Transience as the Fact Nobody Hears
Sanskrit term: Kṣaṇabhangura (क्षणभंगुर) — the perishable, the momentary. That which breaks in an instant.
Swamiji describes transience as the loudest, most vivid fact in the entire universe—and simultaneously, the one to which almost no one pays attention. Death is an absolute certainty, though its timing remains unknown. A person might leave their body while simply sipping tea in their kitchen. Even the Earth itself, our seemingly solid home, will one day come to an end. And yet, the mind, dominated by its incessant cravings, continues planning and acquiring as if none of these fundamental truths apply to it.
This is what King Janaka identifies as the insensitivity of the heart—the peculiar quality of being unable to feel the immense weight of what is so clearly visible.
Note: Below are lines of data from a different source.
//! secretary server binary.
//!
//! Reads `config.toml` (or the path specified with `--config`), opens an
//! in-process SQLite store, starts the reminder loop, and serves the JSON
//! API over HTTP.

mod reminders;
mod settings;

use std::{path::PathBuf, sync::Arc, time::Duration};

use anyhow::Context as _;
use clap::Parser;
use secretary_agenda::{Desk, LogNotifier};
use secretary_core::clock::SystemClock;
use secretary_store_sqlite::SqliteStore;
use tokio::net::TcpListener;
use tower_http::trace::TraceLayer;
use tracing::level_filters::LevelFilter;
use tracing_subscriber::EnvFilter;

use crate::settings::{ServerConfig, expand_tilde};

#[derive(Parser)]
#[command(author, version, about = "Natural-language secretary server")]
struct Cli {
  /// Path to the TOML configuration file.
  #[arg(short, long, default_value = "config.toml")]
  config: PathBuf,
}

#[tokio::main]
async fn main() -> anyhow::Result<()> {
  // Initialise tracing.
  tracing_subscriber::fmt()
    .with_env_filter(
      EnvFilter::builder()
        .with_default_directive(LevelFilter::INFO.into())
        .from_env_lossy(),
    )
    .init();

  let cli = Cli::parse();

  // Load configuration.
  let layered = config::Config::builder()
    .add_source(config::File::from(cli.config).required(false))
    .add_source(
      config::Environment::with_prefix("SECRETARY")
        .prefix_separator("_")
        .separator("__"),
    )
    .build()
    .context("failed to read config file")?;

  let server_cfg: ServerConfig = layered
    .try_deserialize()
    .context("failed to deserialise ServerConfig")?;

  let store_path = expand_tilde(&server_cfg.store_path);
  if let Some(parent) = store_path.parent()
    && !parent.as_os_str().is_empty()
  {
    std::fs::create_dir_all(parent)
      .with_context(|| format!("failed to create {parent:?}"))?;
  }

  let store = SqliteStore::open(&store_path)
    .await
    .with_context(|| format!("failed to open store at {store_path:?}"))?;
  let store = Arc::new(store);

  let reminder_cfg = &server_cfg.reminders;
  tokio::spawn(reminders::run(
    store.clone(),
    LogNotifier,
    SystemClock,
    reminder_cfg.policy(),
    Duration::from_secs(reminder_cfg.poll_interval_secs.max(1)),
  ));

  let desk = Arc::new(Desk::new(store, SystemClock));
  let app = secretary_api::api_router(desk).layer(TraceLayer::new_for_http());
  let address = format!("{}:{}", server_cfg.host, server_cfg.port);

  tracing::info!("Listening on http://{address}");
  let listener = TcpListener::bind(&address)
    .await
    .with_context(|| format!("failed to bind {address}"))?;

  axum::serve(listener, app).await.context("server error")?;

  Ok(())
}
Greed and attachment don’t merely cause suffering; they produce a profound kind of perceptual numbness. The very faculty that would register impermanence gets systematically switched off. The loud fact of transience shouts its truth, yet almost no one turns to listen.
The Vāsanā Mechanism
Sanskrit term: Viṣaya Rasa (विषय रस) — the taste or relish for sense objects. From viṣaya (sense object) and rasa (taste, essence, delight).
Sanskrit term: Vāsanā (वासना) — deep-seated mental impression or subtle desire; the residue left by repeated experience that colors all future perception.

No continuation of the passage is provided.